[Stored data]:
────────
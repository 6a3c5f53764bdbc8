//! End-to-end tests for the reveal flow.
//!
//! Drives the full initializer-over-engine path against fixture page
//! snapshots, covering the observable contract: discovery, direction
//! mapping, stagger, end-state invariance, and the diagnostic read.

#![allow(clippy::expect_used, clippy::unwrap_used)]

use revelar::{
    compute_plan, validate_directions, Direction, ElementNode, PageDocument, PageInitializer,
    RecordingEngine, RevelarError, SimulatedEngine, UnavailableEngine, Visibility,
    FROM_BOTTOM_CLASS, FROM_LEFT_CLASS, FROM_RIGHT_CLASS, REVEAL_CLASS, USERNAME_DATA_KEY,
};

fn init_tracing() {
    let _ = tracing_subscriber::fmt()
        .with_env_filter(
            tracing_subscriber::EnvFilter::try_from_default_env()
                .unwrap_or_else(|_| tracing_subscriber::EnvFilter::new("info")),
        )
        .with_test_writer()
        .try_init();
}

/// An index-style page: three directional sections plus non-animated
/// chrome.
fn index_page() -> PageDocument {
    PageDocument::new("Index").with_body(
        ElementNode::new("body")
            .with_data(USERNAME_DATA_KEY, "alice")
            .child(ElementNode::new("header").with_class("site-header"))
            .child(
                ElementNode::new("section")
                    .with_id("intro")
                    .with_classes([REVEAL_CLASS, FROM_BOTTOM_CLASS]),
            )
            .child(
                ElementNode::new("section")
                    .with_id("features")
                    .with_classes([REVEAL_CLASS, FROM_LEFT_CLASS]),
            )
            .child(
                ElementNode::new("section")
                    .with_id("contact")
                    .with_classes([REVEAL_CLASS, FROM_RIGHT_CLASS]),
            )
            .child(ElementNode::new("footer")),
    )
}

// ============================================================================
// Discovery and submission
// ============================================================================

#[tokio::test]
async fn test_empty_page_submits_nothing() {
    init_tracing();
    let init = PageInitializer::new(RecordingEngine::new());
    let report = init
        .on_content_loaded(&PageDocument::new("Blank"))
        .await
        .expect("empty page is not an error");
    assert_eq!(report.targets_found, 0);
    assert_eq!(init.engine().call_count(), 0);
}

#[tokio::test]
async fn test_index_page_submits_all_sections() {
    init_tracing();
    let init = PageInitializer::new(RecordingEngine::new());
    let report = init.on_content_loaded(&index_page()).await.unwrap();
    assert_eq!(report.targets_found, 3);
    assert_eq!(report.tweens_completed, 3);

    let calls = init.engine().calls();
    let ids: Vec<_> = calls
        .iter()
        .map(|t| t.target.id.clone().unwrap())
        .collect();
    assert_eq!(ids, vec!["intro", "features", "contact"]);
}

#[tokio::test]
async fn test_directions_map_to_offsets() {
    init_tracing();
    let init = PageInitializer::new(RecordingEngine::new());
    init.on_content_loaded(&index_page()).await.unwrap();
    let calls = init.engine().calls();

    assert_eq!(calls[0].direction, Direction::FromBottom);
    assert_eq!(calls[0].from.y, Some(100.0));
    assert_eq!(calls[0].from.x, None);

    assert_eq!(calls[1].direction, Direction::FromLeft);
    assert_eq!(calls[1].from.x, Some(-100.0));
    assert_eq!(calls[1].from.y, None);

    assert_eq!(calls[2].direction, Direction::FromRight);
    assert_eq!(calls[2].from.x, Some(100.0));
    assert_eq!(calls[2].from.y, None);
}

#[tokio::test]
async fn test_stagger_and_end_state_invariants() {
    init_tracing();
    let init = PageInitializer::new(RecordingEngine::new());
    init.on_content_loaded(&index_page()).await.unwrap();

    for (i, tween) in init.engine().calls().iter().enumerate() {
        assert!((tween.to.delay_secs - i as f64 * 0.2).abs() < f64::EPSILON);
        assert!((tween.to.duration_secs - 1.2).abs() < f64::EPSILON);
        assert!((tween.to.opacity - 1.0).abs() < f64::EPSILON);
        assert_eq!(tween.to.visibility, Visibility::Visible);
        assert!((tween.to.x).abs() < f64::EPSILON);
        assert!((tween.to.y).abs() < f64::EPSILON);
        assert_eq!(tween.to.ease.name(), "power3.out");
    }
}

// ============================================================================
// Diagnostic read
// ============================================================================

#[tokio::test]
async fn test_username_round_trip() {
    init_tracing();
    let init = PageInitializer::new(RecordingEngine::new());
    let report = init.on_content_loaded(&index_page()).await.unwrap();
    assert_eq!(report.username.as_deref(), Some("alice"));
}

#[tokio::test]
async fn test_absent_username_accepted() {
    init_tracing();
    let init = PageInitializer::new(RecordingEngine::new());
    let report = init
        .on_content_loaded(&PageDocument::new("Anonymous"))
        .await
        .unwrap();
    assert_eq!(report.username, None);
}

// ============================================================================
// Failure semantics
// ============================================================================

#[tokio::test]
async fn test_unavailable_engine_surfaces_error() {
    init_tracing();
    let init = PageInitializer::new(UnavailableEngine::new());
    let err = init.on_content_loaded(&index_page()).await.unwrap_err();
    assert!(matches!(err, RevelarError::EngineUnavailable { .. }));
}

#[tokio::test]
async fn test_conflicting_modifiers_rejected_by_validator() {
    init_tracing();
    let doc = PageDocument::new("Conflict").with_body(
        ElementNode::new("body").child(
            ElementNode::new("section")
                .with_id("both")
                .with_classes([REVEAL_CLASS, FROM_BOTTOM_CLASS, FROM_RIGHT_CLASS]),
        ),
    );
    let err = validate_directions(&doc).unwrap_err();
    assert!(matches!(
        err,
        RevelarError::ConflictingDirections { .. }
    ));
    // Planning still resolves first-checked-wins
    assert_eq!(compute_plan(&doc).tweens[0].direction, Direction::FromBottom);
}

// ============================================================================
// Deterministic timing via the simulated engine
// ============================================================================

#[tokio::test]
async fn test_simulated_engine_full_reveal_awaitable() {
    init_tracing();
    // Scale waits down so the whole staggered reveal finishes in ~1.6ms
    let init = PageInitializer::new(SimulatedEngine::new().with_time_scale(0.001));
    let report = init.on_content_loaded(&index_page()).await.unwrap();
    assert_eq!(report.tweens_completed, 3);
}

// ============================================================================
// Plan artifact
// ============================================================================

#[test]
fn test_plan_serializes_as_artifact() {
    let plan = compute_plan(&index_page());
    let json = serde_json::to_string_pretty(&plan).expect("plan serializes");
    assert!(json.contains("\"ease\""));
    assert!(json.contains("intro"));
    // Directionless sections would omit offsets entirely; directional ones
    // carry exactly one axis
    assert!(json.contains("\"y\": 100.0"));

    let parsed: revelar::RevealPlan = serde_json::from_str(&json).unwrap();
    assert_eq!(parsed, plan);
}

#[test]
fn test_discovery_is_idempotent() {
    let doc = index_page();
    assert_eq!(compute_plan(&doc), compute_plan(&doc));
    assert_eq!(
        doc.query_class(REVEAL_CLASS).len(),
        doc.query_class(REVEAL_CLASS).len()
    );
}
────────
[WHAT TO PRODUCE]: Each entry needs to be written out again, exactly as given.

[EXERCISE RESPONSE]:
repository 6a3c5f53764bdbc8
//! End-to-end tests for the reveal flow.
//!
//! Drives the full initializer-over-engine path against fixture page
//! snapshots, covering the observable contract: discovery, direction
//! mapping, stagger, end-state invariance, and the diagnostic read.

#![allow(clippy::expect_used, clippy::unwrap_used)]

use revelar::{
    compute_plan, validate_directions, Direction, ElementNode, PageDocument, PageInitializer,
    RecordingEngine, RevelarError, SimulatedEngine, UnavailableEngine, Visibility,
    FROM_BOTTOM_CLASS, FROM_LEFT_CLASS, FROM_RIGHT_CLASS, REVEAL_CLASS, USERNAME_DATA_KEY,
};

fn init_tracing() {
    let _ = tracing_subscriber::fmt()
        .with_env_filter(
            tracing_subscriber::EnvFilter::try_from_default_env()
                .unwrap_or_else(|_| tracing_subscriber::EnvFilter::new("info")),
        )
        .with_test_writer()
        .try_init();
}

/// An index-style page: three directional sections plus non-animated
/// chrome.
fn index_page() -> PageDocument {
    PageDocument::new("Index").with_body(
        ElementNode::new("body")
            .with_data(USERNAME_DATA_KEY, "alice")
            .child(ElementNode::new("header").with_class("site-header"))
            .child(
                ElementNode::new("section")
                    .with_id("intro")
                    .with_classes([REVEAL_CLASS, FROM_BOTTOM_CLASS]),
            )
            .child(
                ElementNode::new("section")
                    .with_id("features")
                    .with_classes([REVEAL_CLASS, FROM_LEFT_CLASS]),
            )
            .child(
                ElementNode::new("section")
                    .with_id("contact")
                    .with_classes([REVEAL_CLASS, FROM_RIGHT_CLASS]),
            )
            .child(ElementNode::new("footer")),
    )
}

// ============================================================================
// Discovery and submission
// ============================================================================

#[tokio::test]
async fn test_empty_page_submits_nothing() {
    init_tracing();
    let init = PageInitializer::new(RecordingEngine::new());
    let report = init
        .on_content_loaded(&PageDocument::new("Blank"))
        .await
        .expect("empty page is not an error");
    assert_eq!(report.targets_found, 0);
    assert_eq!(init.engine().call_count(), 0);
}

#[tokio::test]
async fn test_index_page_submits_all_sections() {
    init_tracing();
    let init = PageInitializer::new(RecordingEngine::new());
    let report = init.on_content_loaded(&index_page()).await.unwrap();
    assert_eq!(report.targets_found, 3);
    assert_eq!(report.tweens_completed, 3);

    let calls = init.engine().calls();
    let ids: Vec<_> = calls
        .iter()
        .map(|t| t.target.id.clone().unwrap())
        .collect();
    assert_eq!(ids, vec!["intro", "features", "contact"]);
}

#[tokio::test]
async fn test_directions_map_to_offsets() {
    init_tracing();
    let init = PageInitializer::new(RecordingEngine::new());
    init.on_content_loaded(&index_page()).await.unwrap();
    let calls = init.engine().calls();

    assert_eq!(calls[0].direction, Direction::FromBottom);
    assert_eq!(calls[0].from.y, Some(100.0));
    assert_eq!(calls[0].from.x, None);

    assert_eq!(calls[1].direction, Direction::FromLeft);
    assert_eq!(calls[1].from.x, Some(-100.0));
    assert_eq!(calls[1].from.y, None);

    assert_eq!(calls[2].direction, Direction::FromRight);
    assert_eq!(calls[2].from.x, Some(100.0));
    assert_eq!(calls[2].from.y, None);
}

#[tokio::test]
async fn test_stagger_and_end_state_invariants() {
    init_tracing();
    let init = PageInitializer::new(RecordingEngine::new());
    init.on_content_loaded(&index_page()).await.unwrap();

    for (i, tween) in init.engine().calls().iter().enumerate() {
        assert!((tween.to.delay_secs - i as f64 * 0.2).abs() < f64::EPSILON);
        assert!((tween.to.duration_secs - 1.2).abs() < f64::EPSILON);
        assert!((tween.to.opacity - 1.0).abs() < f64::EPSILON);
        assert_eq!(tween.to.visibility, Visibility::Visible);
        assert!((tween.to.x).abs() < f64::EPSILON);
        assert!((tween.to.y).abs() < f64::EPSILON);
        assert_eq!(tween.to.ease.name(), "power3.out");
    }
}

// ============================================================================
// Diagnostic read
// ============================================================================

#[tokio::test]
async fn test_username_round_trip() {
    init_tracing();
    let init = PageInitializer::new(RecordingEngine::new());
    let report = init.on_content_loaded(&index_page()).await.unwrap();
    assert_eq!(report.username.as_deref(), Some("alice"));
}

#[tokio::test]
async fn test_absent_username_accepted() {
    init_tracing();
    let init = PageInitializer::new(RecordingEngine::new());
    let report = init
        .on_content_loaded(&PageDocument::new("Anonymous"))
        .await
        .unwrap();
    assert_eq!(report.username, None);
}

// ============================================================================
// Failure semantics
// ============================================================================

#[tokio::test]
async fn test_unavailable_engine_surfaces_error() {
    init_tracing();
    let init = PageInitializer::new(UnavailableEngine::new());
    let err = init.on_content_loaded(&index_page()).await.unwrap_err();
    assert!(matches!(err, RevelarError::EngineUnavailable { .. }));
}

#[tokio::test]
async fn test_conflicting_modifiers_rejected_by_validator() {
    init_tracing();
    let doc = PageDocument::new("Conflict").with_body(
        ElementNode::new("body").child(
            ElementNode::new("section")
                .with_id("both")
                .with_classes([REVEAL_CLASS, FROM_BOTTOM_CLASS, FROM_RIGHT_CLASS]),
        ),
    );
    let err = validate_directions(&doc).unwrap_err();
    assert!(matches!(
        err,
        RevelarError::ConflictingDirections { .. }
    ));
    // Planning still resolves first-checked-wins
    assert_eq!(compute_plan(&doc).tweens[0].direction, Direction::FromBottom);
}

// ============================================================================
// Deterministic timing via the simulated engine
// ============================================================================

#[tokio::test]
async fn test_simulated_engine_full_reveal_awaitable() {
    init_tracing();
    // Scale waits down so the whole staggered reveal finishes in ~1.6ms
    let init = PageInitializer::new(SimulatedEngine::new().with_time_scale(0.001));
    let report = init.on_content_loaded(&index_page()).await.unwrap();
    assert_eq!(report.tweens_completed, 3);
}

// ============================================================================
// Plan artifact
// ============================================================================

#[test]
fn test_plan_serializes_as_artifact() {
    let plan = compute_plan(&index_page());
    let json = serde_json::to_string_pretty(&plan).expect("plan serializes");
    assert!(json.contains("\"ease\""));
    assert!(json.contains("intro"));
    // Directionless sections would omit offsets entirely; directional ones
    // carry exactly one axis
    assert!(json.contains("\"y\": 100.0"));

    let parsed: revelar::RevealPlan = serde_json::from_str(&json).unwrap();
    assert_eq!(parsed, plan);
}

#[test]
fn test_discovery_is_idempotent() {
    let doc = index_page();
    assert_eq!(compute_plan(&doc), compute_plan(&doc));
    assert_eq!(
        doc.query_class(REVEAL_CLASS).len(),
        doc.query_class(REVEAL_CLASS).len()
    );
}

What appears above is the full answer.